**What is required**: Some lines of the records below include the word "World". Report how many, and write nothing besides the number.
* * * *
//! Request logging middleware
//!
//! Logs every HTTP request and its outcome with a trace ID for
//! correlation. The trace ID is taken from the incoming headers when a
//! proxy already assigned one, otherwise generated, and always echoed
//! back on the response.

use axum::{
    body::Body,
    extract::Request,
    http::{header, HeaderValue},
    middleware::Next,
    response::Response,
};
use std::time::Instant;
use uuid::Uuid;

/// Header name for trace ID
pub const TRACE_ID_HEADER: &str = "x-trace-id";

/// Header name for request ID (alias for trace ID)
pub const REQUEST_ID_HEADER: &str = "x-request-id";

/// Extension type for storing trace ID in request extensions
#[derive(Clone, Debug)]
pub struct TraceId(pub String);

impl TraceId {
    pub fn new() -> Self {
        Self(Uuid::new_v4().to_string())
    }

    pub fn as_str(&self) -> &str {
        &self.0
    }
}

impl Default for TraceId {
    fn default() -> Self {
        Self::new()
    }
}

impl std::fmt::Display for TraceId {
    fn fmt(&self, f: &mut std::fmt::Formatter<'_>) -> std::fmt::Result {
        write!(f, "{}", self.0)
    }
}

/// Middleware to log HTTP requests and responses
pub async fn log_request(mut request: Request, next: Next) -> Response<Body> {
    let start = Instant::now();

    let trace_id = extract_or_generate_trace_id(&request);
    request.extensions_mut().insert(trace_id.clone());

    let method = request.method().clone();
    let path = request.uri().path().to_string();
    let user_agent = request
        .headers()
        .get(header::USER_AGENT)
        .and_then(|v| v.to_str().ok())
        .unwrap_or("-")
        .to_string();

    tracing::info!(
        trace_id = %trace_id,
        method = %method,
        path = %path,
        user_agent = %user_agent,
        "Incoming request"
    );

    let span = tracing::info_span!(
        "http_request",
        trace_id = %trace_id,
        method = %method,
        path = %path,
    );

    let response = {
        let _guard = span.enter();
        next.run(request).await
    };

    let duration_ms = start.elapsed().as_secs_f64() * 1000.0;
    let status = response.status();

    if status.is_server_error() {
        tracing::error!(
            trace_id = %trace_id,
            method = %method,
            path = %path,
            status = %status.as_u16(),
            duration_ms = %format!("{:.2}", duration_ms),
            "Server error"
        );
    } else if status.is_client_error() {
        tracing::warn!(
            trace_id = %trace_id,
            method = %method,
            path = %path,
            status = %status.as_u16(),
            duration_ms = %format!("{:.2}", duration_ms),
            "Client error"
        );
    } else {
        tracing::info!(
            trace_id = %trace_id,
            method = %method,
            path = %path,
            status = %status.as_u16(),
            duration_ms = %format!("{:.2}", duration_ms),
            "Request completed"
        );
    }

    let mut response = response;
    if let Ok(header_value) = HeaderValue::from_str(&trace_id.0) {
        response
            .headers_mut()
            .insert(TRACE_ID_HEADER, header_value.clone());
        response
            .headers_mut()
            .insert(REQUEST_ID_HEADER, header_value);
    }

    response
}

/// Extract trace ID from request headers or generate a new one
fn extract_or_generate_trace_id(request: &Request) -> TraceId {
    for header_name in [TRACE_ID_HEADER, REQUEST_ID_HEADER] {
        if let Some(value) = request
            .headers()
            .get(header_name)
            .and_then(|v| v.to_str().ok())
        {
            return TraceId(value.to_string());
        }
    }

    TraceId::new()
}
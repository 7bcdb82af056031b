//! API endpoint handlers module
//!
//! Contains all HTTP endpoint handler implementations.

pub mod debug;
pub mod execute;
pub mod health;
pub mod sessions;
pub mod templates;
pub mod ui;
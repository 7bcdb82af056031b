//! Pyterm
//!
//! A web-based Python terminal and debugger: code submitted from the
//! browser runs in a sandbox, and failures are sent to Gemini for a
//! debugging suggestion.

use anyhow::Result;
use clap::Parser;
use pyterm::{
    config::{Environment, SandboxBackend, Settings},
    logging::RollingLogWriter,
    server::App,
};
use std::path::PathBuf;
use tracing_subscriber::{fmt, layer::SubscriberExt, util::SubscriberInitExt, Layer};

/// Pyterm
///
/// A web-based Python terminal with sandboxed execution and
/// Gemini-assisted debugging.
#[derive(Parser, Debug)]
#[command(name = "pyterm")]
#[command(author, version, about, long_about = None)]
struct Args {
    /// Port to listen on (overrides PORT env var)
    #[arg(short, long)]
    port: Option<u16>,

    /// Host to bind to (overrides HOST env var)
    #[arg(long)]
    host: Option<String>,

    /// Log level: trace, debug, info, warn, error (overrides LOG_LEVEL env var)
    #[arg(long)]
    log_level: Option<String>,

    /// Environment: dev, staging, prod (overrides ENVIRONMENT env var)
    #[arg(short, long)]
    env: Option<Environment>,

    /// Sandbox backend: process, docker (overrides SANDBOX_BACKEND env var)
    #[arg(long)]
    sandbox: Option<SandboxBackend>,

    /// Log file path for JSON logs (enables file logging with 10MB rotation)
    /// Example: --log-file /var/log/pyterm/app.log
    #[arg(long)]
    log_file: Option<PathBuf>,
}

#[tokio::main]
async fn main() -> Result<()> {
    // Parse command line arguments
    let args = Args::parse();

    // Load configuration first (before logging, so we can use log_level)
    let mut settings = Settings::load()?;

    // Override settings with CLI arguments
    if let Some(port) = args.port {
        settings.port = port;
    }
    if let Some(host) = args.host {
        settings.host = host;
    }
    if let Some(log_level) = args.log_level {
        settings.log_level = log_level;
    }
    if let Some(env) = args.env {
        settings.environment = env;
    }
    if let Some(sandbox) = args.sandbox {
        settings.sandbox.backend = sandbox;
    }

    // Initialize tracing subscriber with JSON output
    init_tracing(&settings.log_level, args.log_file.as_ref());

    tracing::info!(
        app_name = %settings.app_name,
        version = %settings.app_version,
        environment = %settings.environment,
        host = %settings.host,
        port = %settings.port,
        sandbox = %settings.sandbox.backend,
        model = %settings.gemini.model,
        "Starting application"
    );

    // Build the application
    let app = App::new(settings).await?;

    // Run the server with graceful shutdown
    app.run_with_graceful_shutdown().await?;

    tracing::info!("Application shutdown complete");

    Ok(())
}

/// Initialize tracing subscriber with the specified log level
/// Optionally writes to a rolling log file (10MB per file, max 5 files)
fn init_tracing(log_level: &str, log_file: Option<&PathBuf>) {
    // Build filter from RUST_LOG env var or use provided log level
    let filter = tracing_subscriber::EnvFilter::try_from_default_env()
        .unwrap_or_else(|_| tracing_subscriber::EnvFilter::new(log_level));

    // Console layer - always enabled, JSON format
    let console_layer = fmt::layer().json().with_filter(filter);

    // Build the subscriber
    let subscriber = tracing_subscriber::registry().with(console_layer);

    // Add file layer if log_file is specified
    if let Some(path) = log_file {
        let file_writer = RollingLogWriter::with_defaults(path)
            .expect("Failed to create log file writer");

        let file_filter = tracing_subscriber::EnvFilter::try_from_default_env()
            .unwrap_or_else(|_| tracing_subscriber::EnvFilter::new(log_level));

        let file_layer = fmt::layer()
            .json()
            .with_writer(file_writer)
            .with_filter(file_filter);

        subscriber.with(file_layer).init();

        eprintln!(
            "Logging to file: {} (10MB rotation, max 5 files)",
            path.display()
        );
    } else {
        subscriber.init();
    }
}
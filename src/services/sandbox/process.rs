//! Subprocess sandbox backend
//!
//! Runs the harness in a local Python child process. This backend is a
//! fault boundary, not a security boundary: submitted code runs with the
//! privileges of the service user, and only the separate process keeps
//! interpreter crashes and stream tampering away from the host service.
//! Deployments that need real isolation use the Docker backend.

use std::process::Stdio;
use std::time::{Duration, Instant};

use async_trait::async_trait;
use tokio::io::AsyncWriteExt;
use tokio::process::Command;

use crate::config::SandboxBackend;

use super::error::{SandboxError, SandboxResult};
use super::harness::{parse_harness_stdout, HARNESS_SCRIPT};
use super::report::ExecutionReport;
use super::Backend;

pub struct ProcessBackend {
    python_bin: String,
    execution_timeout: Option<Duration>,
}

impl ProcessBackend {
    pub fn new(python_bin: impl Into<String>, execution_timeout: Option<Duration>) -> Self {
        Self {
            python_bin: python_bin.into(),
            execution_timeout,
        }
    }

    fn harness_command(&self) -> Command {
        let mut command = Command::new(&self.python_bin);
        // -I ignores user site-packages and PYTHON* environment variables
        command
            .arg("-I")
            .arg("-c")
            .arg(HARNESS_SCRIPT)
            .stdin(Stdio::piped())
            .stdout(Stdio::piped())
            .stderr(Stdio::piped())
            .kill_on_drop(true);
        command
    }
}

#[async_trait]
impl Backend for ProcessBackend {
    fn kind(&self) -> SandboxBackend {
        SandboxBackend::Process
    }

    async fn probe(&self) -> SandboxResult<String> {
        let output = Command::new(&self.python_bin)
            .arg("--version")
            .output()
            .await
            .map_err(|e| {
                SandboxError::RuntimeUnavailable(format!("{}: {}", self.python_bin, e))
            })?;

        if !output.status.success() {
            return Err(SandboxError::RuntimeUnavailable(format!(
                "{} --version exited with {}",
                self.python_bin, output.status
            )));
        }

        // Python 2 printed its version on stderr, 3.4+ on stdout
        let stdout = String::from_utf8_lossy(&output.stdout).trim().to_string();
        if stdout.is_empty() {
            Ok(String::from_utf8_lossy(&output.stderr).trim().to_string())
        } else {
            Ok(stdout)
        }
    }

    async fn run(&self, code: &str) -> SandboxResult<ExecutionReport> {
        let mut child = self.harness_command().spawn().map_err(|e| {
            SandboxError::LaunchFailed(format!("{}: {}", self.python_bin, e))
        })?;

        // Feed the code over stdin; dropping the handle closes the pipe so
        // the harness sees EOF.
        if let Some(mut stdin) = child.stdin.take() {
            if stdin.write_all(code.as_bytes()).await.is_err() {
                tracing::debug!("stdin write failed; interpreter exited early");
            }
        }

        let started = Instant::now();
        let output = match self.execution_timeout {
            Some(limit) => match tokio::time::timeout(limit, child.wait_with_output()).await {
                Ok(result) => result?,
                Err(_) => {
                    // The timed-out future owns the child; dropping it kills
                    // the interpreter via kill_on_drop.
                    return Ok(ExecutionReport::cancelled_after(limit.as_secs()));
                }
            },
            None => child.wait_with_output().await?,
        };
        let wall_clock = started.elapsed().as_secs_f64();

        let raw_stdout = String::from_utf8_lossy(&output.stdout).to_string();
        let raw_stderr = String::from_utf8_lossy(&output.stderr).to_string();

        match parse_harness_stdout(&raw_stdout) {
            Some(result) => Ok(ExecutionReport {
                stdout: result.stdout,
                stderr: result.stderr,
                duration_secs: result.elapsed,
                timed_out: false,
            }),
            None => {
                // The interpreter died before reporting (sys.exit, hard
                // crash, os._exit). Fall back to the raw process streams.
                let stderr = if raw_stderr.trim().is_empty() && !output.status.success() {
                    format!("python exited with {}", output.status)
                } else {
                    raw_stderr
                };
                Ok(ExecutionReport {
                    stdout: raw_stdout,
                    stderr,
                    duration_secs: wall_clock,
                    timed_out: false,
                })
            }
        }
    }
}

#[cfg(test)]
mod tests {
    use super::*;

    const PYTHON: &str = "python3";

    async fn python_available() -> bool {
        Command::new(PYTHON)
            .arg("--version")
            .output()
            .await
            .map(|output| output.status.success())
            .unwrap_or(false)
    }

    fn backend() -> ProcessBackend {
        ProcessBackend::new(PYTHON, Some(Duration::from_secs(10)))
    }

    #[tokio::test]
    async fn captures_stdout_on_success() {
        if !python_available().await {
            return;
        }

        let report = backend().run("print('Hello World 🌍')").await.unwrap();
        assert_eq!(report.stdout, "Hello World 🌍\n");
        assert_eq!(report.stderr, "");
        assert!(report.succeeded());
        assert!(!report.timed_out);
        assert!(report.duration_secs >= 0.0);
    }

    #[tokio::test]
    async fn captures_traceback_on_fault() {
        if !python_available().await {
            return;
        }

        let report = backend().run("1/0").await.unwrap();
        assert_eq!(report.stdout, "");
        assert!(report.stderr.contains("ZeroDivisionError"));
        assert!(report.stderr.contains("Traceback"));
        assert!(!report.succeeded());
        assert_eq!(report.display_stdout(), "No output");
    }

    #[tokio::test]
    async fn syntax_error_reports_like_any_fault() {
        if !python_available().await {
            return;
        }

        let report = backend().run("definitely not python").await.unwrap();
        assert!(report.stderr.contains("SyntaxError"));
        assert!(!report.succeeded());
    }

    #[tokio::test]
    async fn partial_output_survives_a_fault() {
        if !python_available().await {
            return;
        }

        let report = backend().run("print('before')\n1/0").await.unwrap();
        assert_eq!(report.stdout, "before\n");
        assert!(report.stderr.contains("ZeroDivisionError"));
    }

    #[tokio::test]
    async fn runaway_code_is_cancelled() {
        if !python_available().await {
            return;
        }

        let backend = ProcessBackend::new(PYTHON, Some(Duration::from_secs(1)));
        let report = backend.run("while True:\n    pass").await.unwrap();
        assert!(report.timed_out);
        assert!(!report.succeeded());
        assert!(report.stderr.contains("timed out"));
    }

    #[tokio::test]
    async fn interpreter_exit_falls_back_to_raw_streams() {
        if !python_available().await {
            return;
        }

        let report = backend().run("import sys\nsys.exit(3)").await.unwrap();
        assert!(!report.succeeded());
        assert!(!report.timed_out);
    }

    #[tokio::test]
    async fn consecutive_runs_are_independent() {
        if !python_available().await {
            return;
        }

        let backend = backend();
        let first = backend.run("x = 41\nprint(x + 1)").await.unwrap();
        assert_eq!(first.stdout, "42\n");

        // The namespace from the first run must not leak into the second
        let second = backend.run("print(x)").await.unwrap();
        assert!(second.stderr.contains("NameError"));
    }

    #[tokio::test]
    async fn probe_reports_interpreter_version() {
        if !python_available().await {
            return;
        }

        let version = backend().probe().await.unwrap();
        assert!(version.starts_with("Python"));
    }

    #[tokio::test]
    async fn probe_fails_for_missing_interpreter() {
        let backend = ProcessBackend::new("definitely-not-a-python", None);
        let error = backend.probe().await.unwrap_err();
        assert_eq!(error.status_code(), 503);
    }
}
* * * *
**Solution to this task**: 2